Whenever a line in the data holds the string "XcapSource", pull that line out.

# Extracted material

<<<<

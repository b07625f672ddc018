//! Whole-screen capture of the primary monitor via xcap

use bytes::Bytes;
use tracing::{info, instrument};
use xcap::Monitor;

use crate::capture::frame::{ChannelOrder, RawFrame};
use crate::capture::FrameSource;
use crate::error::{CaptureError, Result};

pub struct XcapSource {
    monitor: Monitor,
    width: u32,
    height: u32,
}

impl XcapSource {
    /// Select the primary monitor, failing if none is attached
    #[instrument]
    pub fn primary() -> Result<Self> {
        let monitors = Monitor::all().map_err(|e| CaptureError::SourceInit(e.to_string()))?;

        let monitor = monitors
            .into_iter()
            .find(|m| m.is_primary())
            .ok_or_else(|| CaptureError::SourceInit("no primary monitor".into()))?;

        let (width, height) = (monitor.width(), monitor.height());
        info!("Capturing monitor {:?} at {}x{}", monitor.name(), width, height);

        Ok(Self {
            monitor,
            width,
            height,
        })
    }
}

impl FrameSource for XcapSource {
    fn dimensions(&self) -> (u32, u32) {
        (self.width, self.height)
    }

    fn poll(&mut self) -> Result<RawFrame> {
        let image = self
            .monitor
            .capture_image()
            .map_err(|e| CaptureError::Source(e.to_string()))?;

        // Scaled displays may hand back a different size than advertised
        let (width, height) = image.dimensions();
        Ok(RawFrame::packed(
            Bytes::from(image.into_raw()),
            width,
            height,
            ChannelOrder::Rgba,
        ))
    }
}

>>>>
<<<<

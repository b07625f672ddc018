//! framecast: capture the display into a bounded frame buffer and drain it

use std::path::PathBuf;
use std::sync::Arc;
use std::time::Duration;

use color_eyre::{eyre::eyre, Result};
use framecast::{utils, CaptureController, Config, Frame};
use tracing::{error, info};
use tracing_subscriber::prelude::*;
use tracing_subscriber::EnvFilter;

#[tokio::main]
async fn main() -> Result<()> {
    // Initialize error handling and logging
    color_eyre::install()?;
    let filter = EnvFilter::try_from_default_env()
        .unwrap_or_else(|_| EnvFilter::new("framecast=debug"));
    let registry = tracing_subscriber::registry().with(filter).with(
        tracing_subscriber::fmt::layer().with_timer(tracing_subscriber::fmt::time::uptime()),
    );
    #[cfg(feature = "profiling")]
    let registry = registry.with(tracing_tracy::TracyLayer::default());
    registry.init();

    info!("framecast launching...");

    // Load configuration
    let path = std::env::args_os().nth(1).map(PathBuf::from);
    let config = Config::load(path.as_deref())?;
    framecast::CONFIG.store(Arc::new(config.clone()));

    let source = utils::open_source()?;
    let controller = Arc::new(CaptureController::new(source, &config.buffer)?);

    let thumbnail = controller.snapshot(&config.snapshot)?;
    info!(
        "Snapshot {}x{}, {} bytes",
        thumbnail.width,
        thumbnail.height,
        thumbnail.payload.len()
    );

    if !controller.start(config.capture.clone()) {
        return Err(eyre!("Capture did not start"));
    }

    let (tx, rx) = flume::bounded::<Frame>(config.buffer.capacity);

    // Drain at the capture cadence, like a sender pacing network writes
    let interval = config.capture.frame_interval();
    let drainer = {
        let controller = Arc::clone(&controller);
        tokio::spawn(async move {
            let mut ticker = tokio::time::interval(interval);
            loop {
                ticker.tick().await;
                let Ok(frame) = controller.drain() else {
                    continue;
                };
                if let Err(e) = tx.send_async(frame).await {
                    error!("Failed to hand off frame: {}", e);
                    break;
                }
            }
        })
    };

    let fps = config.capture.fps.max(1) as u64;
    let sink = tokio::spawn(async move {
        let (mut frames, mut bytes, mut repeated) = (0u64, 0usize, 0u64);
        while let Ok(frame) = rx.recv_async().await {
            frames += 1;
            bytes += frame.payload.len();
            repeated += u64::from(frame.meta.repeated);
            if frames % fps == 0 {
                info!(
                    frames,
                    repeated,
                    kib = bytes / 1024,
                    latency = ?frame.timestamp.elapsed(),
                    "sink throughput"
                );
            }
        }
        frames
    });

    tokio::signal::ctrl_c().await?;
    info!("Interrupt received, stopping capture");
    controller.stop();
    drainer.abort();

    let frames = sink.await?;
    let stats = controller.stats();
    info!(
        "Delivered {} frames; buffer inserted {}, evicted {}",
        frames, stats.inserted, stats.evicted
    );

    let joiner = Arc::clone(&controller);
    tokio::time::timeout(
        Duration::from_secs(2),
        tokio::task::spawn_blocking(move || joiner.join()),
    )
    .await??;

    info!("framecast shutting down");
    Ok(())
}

>>>>

# Response
pub struct XcapSource {
impl XcapSource {
impl FrameSource for XcapSource {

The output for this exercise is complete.